====== EXCERPTED RECORDS
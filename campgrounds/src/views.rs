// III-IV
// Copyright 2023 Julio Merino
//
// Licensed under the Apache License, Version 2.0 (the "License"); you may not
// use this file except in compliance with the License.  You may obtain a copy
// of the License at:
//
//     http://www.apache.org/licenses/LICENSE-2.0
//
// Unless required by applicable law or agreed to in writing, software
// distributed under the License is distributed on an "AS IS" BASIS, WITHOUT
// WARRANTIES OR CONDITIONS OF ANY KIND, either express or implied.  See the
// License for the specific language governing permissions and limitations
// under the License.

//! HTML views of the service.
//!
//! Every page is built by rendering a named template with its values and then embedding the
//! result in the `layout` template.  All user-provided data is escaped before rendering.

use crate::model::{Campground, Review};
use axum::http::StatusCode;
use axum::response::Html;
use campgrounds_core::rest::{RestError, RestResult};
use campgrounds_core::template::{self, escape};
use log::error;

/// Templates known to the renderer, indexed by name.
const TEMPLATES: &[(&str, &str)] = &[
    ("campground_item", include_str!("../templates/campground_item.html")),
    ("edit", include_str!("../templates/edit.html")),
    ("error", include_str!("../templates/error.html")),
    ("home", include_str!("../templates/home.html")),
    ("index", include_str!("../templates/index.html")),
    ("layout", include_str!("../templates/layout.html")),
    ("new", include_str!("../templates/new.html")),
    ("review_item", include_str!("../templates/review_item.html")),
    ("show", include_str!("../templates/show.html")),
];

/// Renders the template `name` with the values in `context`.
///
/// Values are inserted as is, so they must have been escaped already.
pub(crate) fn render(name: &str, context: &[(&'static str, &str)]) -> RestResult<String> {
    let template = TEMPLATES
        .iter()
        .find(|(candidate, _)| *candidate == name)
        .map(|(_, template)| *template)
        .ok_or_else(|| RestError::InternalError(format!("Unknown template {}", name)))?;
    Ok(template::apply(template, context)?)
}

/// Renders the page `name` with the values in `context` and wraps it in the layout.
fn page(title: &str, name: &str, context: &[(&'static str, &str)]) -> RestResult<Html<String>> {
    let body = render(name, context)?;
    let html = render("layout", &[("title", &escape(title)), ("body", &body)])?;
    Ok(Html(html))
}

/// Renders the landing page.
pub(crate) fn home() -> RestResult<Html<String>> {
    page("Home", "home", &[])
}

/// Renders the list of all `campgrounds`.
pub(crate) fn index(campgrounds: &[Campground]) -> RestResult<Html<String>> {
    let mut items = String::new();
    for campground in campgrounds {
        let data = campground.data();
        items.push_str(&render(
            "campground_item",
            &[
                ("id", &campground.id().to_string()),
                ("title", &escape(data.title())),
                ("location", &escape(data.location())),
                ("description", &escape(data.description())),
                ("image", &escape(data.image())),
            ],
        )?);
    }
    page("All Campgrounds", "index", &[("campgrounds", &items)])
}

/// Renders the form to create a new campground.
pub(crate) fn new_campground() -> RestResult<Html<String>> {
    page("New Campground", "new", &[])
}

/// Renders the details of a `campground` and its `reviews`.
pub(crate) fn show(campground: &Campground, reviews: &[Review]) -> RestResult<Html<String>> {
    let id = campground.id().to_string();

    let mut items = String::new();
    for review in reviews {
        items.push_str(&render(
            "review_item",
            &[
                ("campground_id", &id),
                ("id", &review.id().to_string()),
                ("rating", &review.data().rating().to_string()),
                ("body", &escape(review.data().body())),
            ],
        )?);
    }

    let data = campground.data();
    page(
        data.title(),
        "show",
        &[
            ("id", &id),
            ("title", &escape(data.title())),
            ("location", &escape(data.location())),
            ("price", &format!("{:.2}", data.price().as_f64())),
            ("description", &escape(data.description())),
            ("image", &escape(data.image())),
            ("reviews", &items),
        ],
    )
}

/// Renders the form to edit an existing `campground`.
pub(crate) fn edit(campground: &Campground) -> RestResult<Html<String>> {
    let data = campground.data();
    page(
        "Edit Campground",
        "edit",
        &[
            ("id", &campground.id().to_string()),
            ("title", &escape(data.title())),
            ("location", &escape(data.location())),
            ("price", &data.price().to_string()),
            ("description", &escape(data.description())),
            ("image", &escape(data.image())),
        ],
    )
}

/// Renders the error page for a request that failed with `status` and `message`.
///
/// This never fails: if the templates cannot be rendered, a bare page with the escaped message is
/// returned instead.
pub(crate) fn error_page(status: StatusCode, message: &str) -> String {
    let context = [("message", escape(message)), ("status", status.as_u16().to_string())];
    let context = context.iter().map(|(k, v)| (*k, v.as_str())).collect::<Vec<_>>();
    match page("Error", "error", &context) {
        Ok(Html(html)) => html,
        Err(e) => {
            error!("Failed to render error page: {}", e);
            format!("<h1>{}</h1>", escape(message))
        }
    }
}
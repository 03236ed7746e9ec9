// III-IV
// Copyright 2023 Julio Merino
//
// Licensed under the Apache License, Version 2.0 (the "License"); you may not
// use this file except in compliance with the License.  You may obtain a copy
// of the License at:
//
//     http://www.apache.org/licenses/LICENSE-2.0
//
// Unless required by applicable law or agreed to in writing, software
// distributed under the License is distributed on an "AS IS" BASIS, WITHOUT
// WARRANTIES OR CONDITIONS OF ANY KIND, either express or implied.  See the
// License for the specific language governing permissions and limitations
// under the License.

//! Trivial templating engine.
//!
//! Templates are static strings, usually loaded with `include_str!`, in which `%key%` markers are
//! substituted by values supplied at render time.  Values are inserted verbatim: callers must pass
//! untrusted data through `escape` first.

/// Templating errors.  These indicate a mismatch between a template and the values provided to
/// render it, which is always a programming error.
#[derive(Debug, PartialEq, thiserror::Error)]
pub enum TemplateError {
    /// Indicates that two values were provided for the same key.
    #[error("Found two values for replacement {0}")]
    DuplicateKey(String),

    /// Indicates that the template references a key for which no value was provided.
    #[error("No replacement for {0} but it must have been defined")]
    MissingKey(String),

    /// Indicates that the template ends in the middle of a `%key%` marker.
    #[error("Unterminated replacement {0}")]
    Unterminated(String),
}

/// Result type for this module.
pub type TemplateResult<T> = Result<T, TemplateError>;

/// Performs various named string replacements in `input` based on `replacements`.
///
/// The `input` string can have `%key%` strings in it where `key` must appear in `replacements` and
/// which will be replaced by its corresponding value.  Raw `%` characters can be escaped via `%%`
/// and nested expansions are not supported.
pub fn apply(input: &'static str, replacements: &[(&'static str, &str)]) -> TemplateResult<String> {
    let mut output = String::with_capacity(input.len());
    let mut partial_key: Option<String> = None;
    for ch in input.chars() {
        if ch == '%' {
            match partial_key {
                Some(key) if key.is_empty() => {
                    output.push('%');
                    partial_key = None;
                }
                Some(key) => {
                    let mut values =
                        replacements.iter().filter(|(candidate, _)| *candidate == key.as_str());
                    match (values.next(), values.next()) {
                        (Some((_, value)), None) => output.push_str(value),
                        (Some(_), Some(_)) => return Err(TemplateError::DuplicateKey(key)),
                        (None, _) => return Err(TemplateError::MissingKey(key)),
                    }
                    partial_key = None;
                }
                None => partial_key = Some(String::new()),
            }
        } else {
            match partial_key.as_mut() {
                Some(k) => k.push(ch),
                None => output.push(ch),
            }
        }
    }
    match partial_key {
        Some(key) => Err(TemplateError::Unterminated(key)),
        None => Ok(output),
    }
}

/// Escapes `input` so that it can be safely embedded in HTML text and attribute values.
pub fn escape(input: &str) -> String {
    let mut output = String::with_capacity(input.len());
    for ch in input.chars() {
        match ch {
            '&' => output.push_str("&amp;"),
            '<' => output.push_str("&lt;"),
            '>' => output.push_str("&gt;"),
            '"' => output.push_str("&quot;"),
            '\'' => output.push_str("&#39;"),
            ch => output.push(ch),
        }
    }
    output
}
============
TASK BRIEF: Set the entries down again precisely as they were given.

THE ANSWER:
filename campgrounds/src/views.rs
// III-IV
// Copyright 2023 Julio Merino
//
// Licensed under the Apache License, Version 2.0 (the "License"); you may not
// use this file except in compliance with the License.  You may obtain a copy
// of the License at:
//
//     http://www.apache.org/licenses/LICENSE-2.0
//
// Unless required by applicable law or agreed to in writing, software
// distributed under the License is distributed on an "AS IS" BASIS, WITHOUT
// WARRANTIES OR CONDITIONS OF ANY KIND, either express or implied.  See the
// License for the specific language governing permissions and limitations
// under the License.

//! HTML views of the service.
//!
//! Every page is built by rendering a named template with its values and then embedding the
//! result in the `layout` template.  All user-provided data is escaped before rendering.

use crate::model::{Campground, Review};
use axum::http::StatusCode;
use axum::response::Html;
use campgrounds_core::rest::{RestError, RestResult};
use campgrounds_core::template::{self, escape};
use log::error;

/// Templates known to the renderer, indexed by name.
const TEMPLATES: &[(&str, &str)] = &[
    ("campground_item", include_str!("../templates/campground_item.html")),
    ("edit", include_str!("../templates/edit.html")),
    ("error", include_str!("../templates/error.html")),
    ("home", include_str!("../templates/home.html")),
    ("index", include_str!("../templates/index.html")),
    ("layout", include_str!("../templates/layout.html")),
    ("new", include_str!("../templates/new.html")),
    ("review_item", include_str!("../templates/review_item.html")),
    ("show", include_str!("../templates/show.html")),
];

/// Renders the template `name` with the values in `context`.
///
/// Values are inserted as is, so they must have been escaped already.
pub(crate) fn render(name: &str, context: &[(&'static str, &str)]) -> RestResult<String> {
    let template = TEMPLATES
        .iter()
        .find(|(candidate, _)| *candidate == name)
        .map(|(_, template)| *template)
        .ok_or_else(|| RestError::InternalError(format!("Unknown template {}", name)))?;
    Ok(template::apply(template, context)?)
}

/// Renders the page `name` with the values in `context` and wraps it in the layout.
fn page(title: &str, name: &str, context: &[(&'static str, &str)]) -> RestResult<Html<String>> {
    let body = render(name, context)?;
    let html = render("layout", &[("title", &escape(title)), ("body", &body)])?;
    Ok(Html(html))
}

/// Renders the landing page.
pub(crate) fn home() -> RestResult<Html<String>> {
    page("Home", "home", &[])
}

/// Renders the list of all `campgrounds`.
pub(crate) fn index(campgrounds: &[Campground]) -> RestResult<Html<String>> {
    let mut items = String::new();
    for campground in campgrounds {
        let data = campground.data();
        items.push_str(&render(
            "campground_item",
            &[
                ("id", &campground.id().to_string()),
                ("title", &escape(data.title())),
                ("location", &escape(data.location())),
                ("description", &escape(data.description())),
                ("image", &escape(data.image())),
            ],
        )?);
    }
    page("All Campgrounds", "index", &[("campgrounds", &items)])
}

/// Renders the form to create a new campground.
pub(crate) fn new_campground() -> RestResult<Html<String>> {
    page("New Campground", "new", &[])
}

/// Renders the details of a `campground` and its `reviews`.
pub(crate) fn show(campground: &Campground, reviews: &[Review]) -> RestResult<Html<String>> {
    let id = campground.id().to_string();

    let mut items = String::new();
    for review in reviews {
        items.push_str(&render(
            "review_item",
            &[
                ("campground_id", &id),
                ("id", &review.id().to_string()),
                ("rating", &review.data().rating().to_string()),
                ("body", &escape(review.data().body())),
            ],
        )?);
    }

    let data = campground.data();
    page(
        data.title(),
        "show",
        &[
            ("id", &id),
            ("title", &escape(data.title())),
            ("location", &escape(data.location())),
            ("price", &format!("{:.2}", data.price().as_f64())),
            ("description", &escape(data.description())),
            ("image", &escape(data.image())),
            ("reviews", &items),
        ],
    )
}

/// Renders the form to edit an existing `campground`.
pub(crate) fn edit(campground: &Campground) -> RestResult<Html<String>> {
    let data = campground.data();
    page(
        "Edit Campground",
        "edit",
        &[
            ("id", &campground.id().to_string()),
            ("title", &escape(data.title())),
            ("location", &escape(data.location())),
            ("price", &data.price().to_string()),
            ("description", &escape(data.description())),
            ("image", &escape(data.image())),
        ],
    )
}

/// Renders the error page for a request that failed with `status` and `message`.
///
/// This never fails: if the templates cannot be rendered, a bare page with the escaped message is
/// returned instead.
pub(crate) fn error_page(status: StatusCode, message: &str) -> String {
    let context = [("message", escape(message)), ("status", status.as_u16().to_string())];
    let context = context.iter().map(|(k, v)| (*k, v.as_str())).collect::<Vec<_>>();
    match page("Error", "error", &context) {
        Ok(Html(html)) => html,
        Err(e) => {
            error!("Failed to render error page: {}", e);
            format!("<h1>{}</h1>", escape(message))
        }
    }
}
repository 03236ed7746e9ec9
// III-IV
// Copyright 2023 Julio Merino
//
// Licensed under the Apache License, Version 2.0 (the "License"); you may not
// use this file except in compliance with the License.  You may obtain a copy
// of the License at:
//
//     http://www.apache.org/licenses/LICENSE-2.0
//
// Unless required by applicable law or agreed to in writing, software
// distributed under the License is distributed on an "AS IS" BASIS, WITHOUT
// WARRANTIES OR CONDITIONS OF ANY KIND, either express or implied.  See the
// License for the specific language governing permissions and limitations
// under the License.

//! Trivial templating engine.
//!
//! Templates are static strings, usually loaded with `include_str!`, in which `%key%` markers are
//! substituted by values supplied at render time.  Values are inserted verbatim: callers must pass
//! untrusted data through `escape` first.

/// Templating errors.  These indicate a mismatch between a template and the values provided to
/// render it, which is always a programming error.
#[derive(Debug, PartialEq, thiserror::Error)]
pub enum TemplateError {
    /// Indicates that two values were provided for the same key.
    #[error("Found two values for replacement {0}")]
    DuplicateKey(String),

    /// Indicates that the template references a key for which no value was provided.
    #[error("No replacement for {0} but it must have been defined")]
    MissingKey(String),

    /// Indicates that the template ends in the middle of a `%key%` marker.
    #[error("Unterminated replacement {0}")]
    Unterminated(String),
}

/// Result type for this module.
pub type TemplateResult<T> = Result<T, TemplateError>;

/// Performs various named string replacements in `input` based on `replacements`.
///
/// The `input` string can have `%key%` strings in it where `key` must appear in `replacements` and
/// which will be replaced by its corresponding value.  Raw `%` characters can be escaped via `%%`
/// and nested expansions are not supported.
pub fn apply(input: &'static str, replacements: &[(&'static str, &str)]) -> TemplateResult<String> {
    let mut output = String::with_capacity(input.len());
    let mut partial_key: Option<String> = None;
    for ch in input.chars() {
        if ch == '%' {
            match partial_key {
                Some(key) if key.is_empty() => {
                    output.push('%');
                    partial_key = None;
                }
                Some(key) => {
                    let mut values =
                        replacements.iter().filter(|(candidate, _)| *candidate == key.as_str());
                    match (values.next(), values.next()) {
                        (Some((_, value)), None) => output.push_str(value),
                        (Some(_), Some(_)) => return Err(TemplateError::DuplicateKey(key)),
                        (None, _) => return Err(TemplateError::MissingKey(key)),
                    }
                    partial_key = None;
                }
                None => partial_key = Some(String::new()),
            }
        } else {
            match partial_key.as_mut() {
                Some(k) => k.push(ch),
                None => output.push(ch),
            }
        }
    }
    match partial_key {
        Some(key) => Err(TemplateError::Unterminated(key)),
        None => Ok(output),
    }
}

/// Escapes `input` so that it can be safely embedded in HTML text and attribute values.
pub fn escape(input: &str) -> String {
    let mut output = String::with_capacity(input.len());
    for ch in input.chars() {
        match ch {
            '&' => output.push_str("&amp;"),
            '<' => output.push_str("&lt;"),
            '>' => output.push_str("&gt;"),
            '"' => output.push_str("&quot;"),
            '\'' => output.push_str("&#39;"),
            ch => output.push(ch),
        }
    }
    output
}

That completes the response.